Exercise objective:
Take from the records below each line that holds "Send".

========================

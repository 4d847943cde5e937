//! Interpreter registry: the substitution point between programs and
//! their interpreters.
//!
//! Bindings are keyed by algebra type plus an optional selector:
//!
//! - **Default binding** (`selector = None`): what the engine uses when a
//!   program (or child program) does not ask for a specific interpreter.
//! - **Named bindings**: a dictionary of interchangeable interpreters for
//!   one algebra, picked by runtime data carried in a command (e.g. the
//!   name of a pizza maker).
//!
//! Programs never see the registry. Running the same program against a
//! production registry or a mock registry is only a matter of which one
//! is passed to [`Engine::execute`](crate::Engine::execute).
//!
//! # Concurrency
//!
//! Interpreters are stored as `Arc<A::Interpreter>` and are `Send + Sync`,
//! so one registry can serve parallel child programs by shared reference.
//!
//! # Example
//!
//! ```
//! use hfm_engine::testing::{Probe, ScriptedProbe};
//! use hfm_engine::InterpreterRegistry;
//! use std::sync::Arc;
//!
//! let mut registry = InterpreterRegistry::new();
//! registry.bind::<Probe>(Arc::new(ScriptedProbe::new()));
//! registry.bind_named::<Probe>("fast", Arc::new(ScriptedProbe::new()));
//!
//! assert!(registry.is_bound::<Probe>(None));
//! assert!(registry.is_bound::<Probe>(Some("fast")));
//! assert_eq!(registry.selectors::<Probe>(), vec!["fast".to_string()]);
//! ```

use crate::algebra::Algebra;
use crate::error::UnboundAlgebraError;
use hfm_types::AlgebraId;
use std::any::{Any, TypeId};
use std::collections::HashMap;
use std::sync::Arc;

#[derive(Debug, Clone, PartialEq, Eq, Hash)]
struct BindingKey {
    algebra: TypeId,
    selector: Option<String>,
}

impl BindingKey {
    fn of<A: Algebra>(selector: Option<&str>) -> Self {
        Self {
            algebra: TypeId::of::<A>(),
            selector: selector.map(str::to_owned),
        }
    }
}

/// A registered interpreter, type-erased.
///
/// Always holds an `Arc<A::Interpreter>` for the algebra in the key.
struct Binding {
    algebra: AlgebraId,
    interpreter: Box<dyn Any + Send + Sync>,
}

/// Binding set passed to the engine.
#[derive(Default)]
pub struct InterpreterRegistry {
    bindings: HashMap<BindingKey, Binding>,
}

impl InterpreterRegistry {
    /// Creates an empty registry.
    #[must_use]
    pub fn new() -> Self {
        Self::default()
    }

    /// Sets the default interpreter for `A`. Returns `true` if one was replaced.
    pub fn bind<A: Algebra>(&mut self, interpreter: Arc<A::Interpreter>) -> bool {
        self.insert::<A>(None, interpreter)
    }

    /// Sets the interpreter for `A` under `selector`. Returns `true` if one
    /// was replaced.
    pub fn bind_named<A: Algebra>(
        &mut self,
        selector: impl Into<String>,
        interpreter: Arc<A::Interpreter>,
    ) -> bool {
        let selector = selector.into();
        self.insert::<A>(Some(&selector), interpreter)
    }

    /// Builder form of [`bind`](Self::bind).
    #[must_use]
    pub fn with<A: Algebra>(mut self, interpreter: Arc<A::Interpreter>) -> Self {
        self.bind::<A>(interpreter);
        self
    }

    /// Builder form of [`bind_named`](Self::bind_named).
    #[must_use]
    pub fn with_named<A: Algebra>(
        mut self,
        selector: impl Into<String>,
        interpreter: Arc<A::Interpreter>,
    ) -> Self {
        self.bind_named::<A>(selector, interpreter);
        self
    }

    fn insert<A: Algebra>(
        &mut self,
        selector: Option<&str>,
        interpreter: Arc<A::Interpreter>,
    ) -> bool {
        let key = BindingKey::of::<A>(selector);
        let binding = Binding {
            algebra: A::id(),
            interpreter: Box::new(interpreter),
        };
        let replaced = self.bindings.insert(key, binding).is_some();
        if replaced {
            tracing::debug!(algebra = A::NAME, selector = ?selector, "interpreter binding replaced");
        }
        replaced
    }

    /// Removes a binding. Returns `true` if it existed.
    pub fn unbind<A: Algebra>(&mut self, selector: Option<&str>) -> bool {
        self.bindings
            .remove(&BindingKey::of::<A>(selector))
            .is_some()
    }

    /// Looks up the interpreter for `A` under `selector`.
    ///
    /// # Errors
    ///
    /// Returns [`UnboundAlgebraError`] if nothing is bound. A named lookup
    /// does not fall back to the default binding.
    pub fn resolve<A: Algebra>(
        &self,
        selector: Option<&str>,
    ) -> Result<Arc<A::Interpreter>, UnboundAlgebraError> {
        self.bindings
            .get(&BindingKey::of::<A>(selector))
            .and_then(|binding| binding.interpreter.downcast_ref::<Arc<A::Interpreter>>())
            .map(Arc::clone)
            .ok_or_else(|| UnboundAlgebraError {
                algebra: A::id(),
                selector: selector.map(str::to_owned),
            })
    }

    /// Returns `true` if `A` has a binding under `selector`.
    #[must_use]
    pub fn is_bound<A: Algebra>(&self, selector: Option<&str>) -> bool {
        self.bindings.contains_key(&BindingKey::of::<A>(selector))
    }

    /// Named selectors bound for `A`, sorted.
    #[must_use]
    pub fn selectors<A: Algebra>(&self) -> Vec<String> {
        let algebra = TypeId::of::<A>();
        let mut names: Vec<String> = self
            .bindings
            .keys()
            .filter(|key| key.algebra == algebra)
            .filter_map(|key| key.selector.clone())
            .collect();
        names.sort();
        names
    }

    /// Algebras with at least one binding, sorted by name.
    #[must_use]
    pub fn algebras(&self) -> Vec<AlgebraId> {
        let mut ids: Vec<AlgebraId> = self.bindings.values().map(|b| b.algebra).collect();
        ids.sort_by_key(|id| id.name());
        ids.dedup();
        ids
    }

    /// Returns the number of bindings.
    #[must_use]
    pub fn len(&self) -> usize {
        self.bindings.len()
    }

    /// Returns `true` if nothing is bound.
    #[must_use]
    pub fn is_empty(&self) -> bool {
        self.bindings.is_empty()
    }
}

impl std::fmt::Debug for InterpreterRegistry {
    fn fmt(&self, f: &mut std::fmt::Formatter<'_>) -> std::fmt::Result {
        f.debug_struct("InterpreterRegistry")
            .field("algebras", &self.algebras())
            .field("bindings", &self.len())
            .finish()
    }
}

#[cfg(test)]
mod tests {
    use super::*;
    use crate::testing::{Probe, ProbeInterpreter, ScriptedProbe};

    #[test]
    fn empty_registry() {
        let reg = InterpreterRegistry::new();
        assert!(reg.is_empty());
        assert!(!reg.is_bound::<Probe>(None));
    }

    #[test]
    fn resolve_unbound_fails() {
        let reg = InterpreterRegistry::new();
        let err = reg.resolve::<Probe>(None).err().expect("unbound");
        assert_eq!(err.algebra, Probe::id());
        assert_eq!(err.selector, None);
    }

    #[test]
    fn bind_and_resolve_default() {
        let mut reg = InterpreterRegistry::new();
        assert!(!reg.bind::<Probe>(Arc::new(ScriptedProbe::new().with_offset(10))));
        let probe = reg.resolve::<Probe>(None).expect("bound");
        assert_eq!(probe.emit(1), Ok(11));
    }

    #[test]
    fn rebinding_replaces() {
        let mut reg = InterpreterRegistry::new();
        reg.bind::<Probe>(Arc::new(ScriptedProbe::new()));
        assert!(reg.bind::<Probe>(Arc::new(ScriptedProbe::new().with_offset(1))));
        assert_eq!(reg.len(), 1);
        let probe = reg.resolve::<Probe>(None).expect("bound");
        assert_eq!(probe.emit(1), Ok(2));
    }

    #[test]
    fn named_lookup_does_not_fall_back() {
        let reg = InterpreterRegistry::new().with::<Probe>(Arc::new(ScriptedProbe::new()));
        let err = reg.resolve::<Probe>(Some("other")).err().expect("unbound");
        assert_eq!(err.selector.as_deref(), Some("other"));
    }

    #[test]
    fn named_bindings_are_independent() {
        let reg = InterpreterRegistry::new()
            .with_named::<Probe>("plus-one", Arc::new(ScriptedProbe::new().with_offset(1)))
            .with_named::<Probe>("plus-two", Arc::new(ScriptedProbe::new().with_offset(2)));

        assert_eq!(reg.resolve::<Probe>(Some("plus-one")).map(|p| p.emit(0)).ok(), Some(Ok(1)));
        assert_eq!(reg.resolve::<Probe>(Some("plus-two")).map(|p| p.emit(0)).ok(), Some(Ok(2)));
        assert_eq!(reg.selectors::<Probe>(), vec!["plus-one", "plus-two"]);
        assert_eq!(reg.algebras(), vec![Probe::id()]);
    }

    #[test]
    fn unbind_removes() {
        let mut reg = InterpreterRegistry::new().with::<Probe>(Arc::new(ScriptedProbe::new()));
        assert!(reg.unbind::<Probe>(None));
        assert!(!reg.unbind::<Probe>(None));
        assert!(reg.is_empty());
    }
}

========================

Written solution:
//! Interpreters are stored as `Arc<A::Interpreter>` and are `Send + Sync`,
    interpreter: Box<dyn Any + Send + Sync>,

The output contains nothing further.